An additional pension is paid based on contributions at the rate of six cents per $13 of contribution paid. There is also an invalidity pension as well as a widow’s/widower’s pension.
The Invalidity benefit is payable to a contributor who has satisfied the contribution conditions and has been diagnosed with a permanent medical condition that renders the contributor incapable of work for a continuous period of at least 26 weeks. This benefit is converted to a retirement pension when the beneficiary attains the retirement age.
The widow’s/widower’s benefit is payable to the spouse of a deceased NIS contributor or pensioner. The payment of this benefit and the spouse’s allowance can be either for the short term or long term over the beneficiary’s lifetime, depending on the qualifying conditions.
The weekly rate for benefits are as follows:
• Full rate – $3,400;
• Three-quarter rate – $2,550;
• Half-rate – $1,700.
There are several other benefits.
The funeral grant is a benefit that is payable upon the death of an NIS pensioner or his/her spouse; an NIS contributor who has satisfied the required contribution conditions or their spouse; or an employee whose death was as a result of injuries sustained in insurable employment.
A grant is a one-time payment that is awarded when the contribution conditions for a pension are not satisfied. Grants are payable in the categories of retirement, widow’s/widower’s, special child, orphan, and invalidity.
The NIS also pays an orphan benefit, a special child benefit, an employment injury benefit, an employment injury disablement benefit, an employment injury death benefit, and a maternity benefit.
A big benefit is health insurance under the NI Gold Health Insurance Plan for pensioners, which requires no payment of premiums. Some of the benefits it provides are in-hospital room and board, surgeon and assistant surgeon’s fees, doctor’s visits and home visit fees, diagnostic services, prescription drugs, and optical and dental.

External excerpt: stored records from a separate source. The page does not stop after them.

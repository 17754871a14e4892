//! Configuration for the node agent.

use config::{Config as ConfigLoader, ConfigError, Environment, File};
use serde::Deserialize;
use uuid::Uuid;

/// Main configuration structure for the node agent.
#[derive(Debug, Clone, Deserialize)]
pub struct Config {
    #[serde(default)]
    pub node: NodeConfig,
    /// Relay link config; absent means the agent only serves its direct
    /// HTTP endpoint.
    #[serde(default)]
    pub gateway: Option<GatewayConfig>,
    #[serde(default)]
    pub runtime: RuntimeConfig,
    #[serde(default)]
    pub api: ApiConfig,
}

#[derive(Debug, Clone, Deserialize, Default)]
pub struct NodeConfig {
    /// Stable node identifier; generated when omitted.
    #[serde(default)]
    pub id: Option<String>,
    /// Capability tags advertised to the gateway.
    #[serde(default)]
    pub tags: Vec<String>,
    /// Concurrent-request capacity hint.
    #[serde(default = "default_capacity")]
    pub capacity: u32,
}

#[derive(Debug, Clone, Deserialize)]
pub struct GatewayConfig {
    /// Gateway base URL with a ws:// or wss:// scheme.
    pub control_url: String,
    /// Enrollment token minted by the gateway admin surface.
    pub token: String,
    #[serde(default = "default_reconnect_delay")]
    pub reconnect_delay_secs: u64,
}

#[derive(Debug, Clone, Deserialize)]
pub struct RuntimeConfig {
    /// Ollama-style runtime base URL.
    #[serde(default = "default_runtime_url")]
    pub base_url: String,
}

impl Default for RuntimeConfig {
    fn default() -> Self {
        Self {
            base_url: default_runtime_url(),
        }
    }
}

#[derive(Debug, Clone, Deserialize)]
pub struct ApiConfig {
    #[serde(default = "default_host")]
    pub host: String,
    #[serde(default = "default_port")]
    pub port: u16,
}

impl Default for ApiConfig {
    fn default() -> Self {
        Self {
            host: default_host(),
            port: default_port(),
        }
    }
}

// Default values
fn default_capacity() -> u32 {
    1
}
fn default_reconnect_delay() -> u64 {
    5
}
fn default_runtime_url() -> String {
    "http://localhost:11434".to_string()
}
fn default_host() -> String {
    "0.0.0.0".to_string()
}
fn default_port() -> u16 {
    8091
}

impl Config {
    /// Load configuration from file and environment variables.
    ///
    /// Configuration sources (in order of precedence):
    /// 1. Environment variables (NODE__SECTION__KEY format)
    /// 2. config.toml file (if present)
    /// 3. Built-in defaults
    pub fn load() -> Result<Self, ConfigError> {
        let config = ConfigLoader::builder()
            .add_source(File::with_name("config").required(false))
            .add_source(
                Environment::with_prefix("NODE")
                    .separator("__")
                    .try_parsing(true),
            )
            .build()?;

        config.try_deserialize()
    }

    /// The effective node id, generating a stable-enough one when the
    /// operator did not pick one.
    pub fn node_id(&self) -> String {
        if let Some(id) = self.node.id.as_deref() {
            let id = id.trim();
            if !id.is_empty() {
                return id.to_string();
            }
        }
        default_node_id()
    }
}

/// Derive a node id from the host name plus a short random suffix.
pub fn default_node_id() -> String {
    let suffix = Uuid::new_v4().simple().to_string();
    match std::env::var("HOSTNAME") {
        Ok(host) if !host.trim().is_empty() => {
            format!("node-{}-{}", host.trim(), &suffix[..6])
        }
        _ => format!("node-{}", &suffix[..6]),
    }
}
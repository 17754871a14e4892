//! Infergrid gateway - a control plane that dispatches LLM inference
//! requests to compute nodes reachable over direct HTTP or an outbound
//! WebSocket relay.

pub mod auth;
pub mod config;
pub mod connectors;
pub mod dispatch;
pub mod enrollment;
pub mod error;
pub mod logging;
pub mod registry;
pub mod relay;
pub mod router;
pub mod routes;

pub use config::Config;
pub use dispatch::Dispatcher;
pub use enrollment::{EnrollmentAuthority, JoinToken};
pub use error::DispatchError;
pub use registry::{ConnectorKind, NodeRecord, NodeRegistry};
pub use relay::{RelayError, RelayHub, RelayState};
pub use router::{NodeRouter, RouteDecision, RouterError};

use std::collections::HashMap;
use std::sync::Arc;
use std::time::Duration;

use axum::http::HeaderValue;
use axum::routing::get;
use tower_http::cors::{Any, CorsLayer};

/// Shared application state.
///
/// All core components are constructed here once and passed by handle;
/// nothing is reached through ambient globals, so tests can build
/// isolated instances freely.
pub struct AppState {
    pub config: Config,
    pub registry: Arc<NodeRegistry>,
    pub hub: Arc<RelayHub>,
    pub dispatcher: Arc<Dispatcher>,
    pub enrollment: Arc<EnrollmentAuthority>,
}

impl AppState {
    pub fn new(config: Config) -> Self {
        let registry = Arc::new(NodeRegistry::new());
        let hub = Arc::new(RelayHub::new(registry.clone()));
        let dispatcher = Arc::new(Dispatcher::new(
            NodeRouter::new(registry.clone()),
            hub.clone(),
            Duration::from_secs(config.request_timeout_secs),
        ));
        let enrollment = Arc::new(EnrollmentAuthority::new(
            &config.enrollment_secret,
            Duration::from_secs(config.enrollment_ttl_secs),
        ));

        Self {
            config,
            registry,
            hub,
            dispatcher,
            enrollment,
        }
    }

    /// Register the colocated node agent as a local node.
    pub async fn register_local_node(&self) {
        let mut meta = HashMap::new();
        meta.insert("via".to_string(), "local".to_string());

        self.registry
            .upsert(NodeRecord {
                endpoint: Some(self.config.local_node_endpoint.clone()),
                tags: self.config.local_node_tag_list(),
                meta,
                ..NodeRecord::new(self.config.local_node_id.clone(), ConnectorKind::Local)
            })
            .await;

        tracing::info!(
            "Registered local node {} at {}",
            self.config.local_node_id,
            self.config.local_node_endpoint
        );
    }
}

/// Build the full HTTP application.
pub fn build_app(state: Arc<AppState>) -> axum::Router {
    let cors = cors_layer(&state.config.cors_origins);

    let mut app = axum::Router::new()
        .merge(routes::health::router(state.clone()))
        .merge(routes::chat::router(state.clone()))
        .merge(routes::embeddings::router(state.clone()))
        .merge(routes::models::router(state.clone()))
        .nest("/admin", routes::admin::router(state.clone()));

    if state.config.relay_enabled {
        let relay_state = Arc::new(RelayState {
            registry: state.registry.clone(),
            hub: state.hub.clone(),
            enrollment: state.enrollment.clone(),
        });
        app = app.merge(
            axum::Router::new()
                .route("/relay/connect", get(relay::relay_handler))
                .with_state(relay_state),
        );
    }

    app.layer(axum::middleware::from_fn(logging::request_logger))
        .layer(cors)
}

fn cors_layer(origins: &str) -> CorsLayer {
    if origins.trim() == "*" {
        CorsLayer::new()
            .allow_origin(Any)
            .allow_methods(Any)
            .allow_headers(Any)
    } else {
        let origins: Vec<HeaderValue> = origins
            .split(',')
            .filter_map(|o| o.trim().parse().ok())
            .collect();
        CorsLayer::new()
            .allow_origin(origins)
            .allow_methods(Any)
            .allow_headers(Any)
    }
}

Generally, the benefits of, for example, old-age pension, are relatively small, but they do add up. Of particular value is NI Gold, which can be a saviour to pensioners who lose the health insurance benefit they used to get from their employers prior to their retirement.
The ability of the NIS to pay higher levels of benefits can be enhanced by an improvement in the contributions, by more people becoming contributors, and by higher levels of income from the investment portfolio.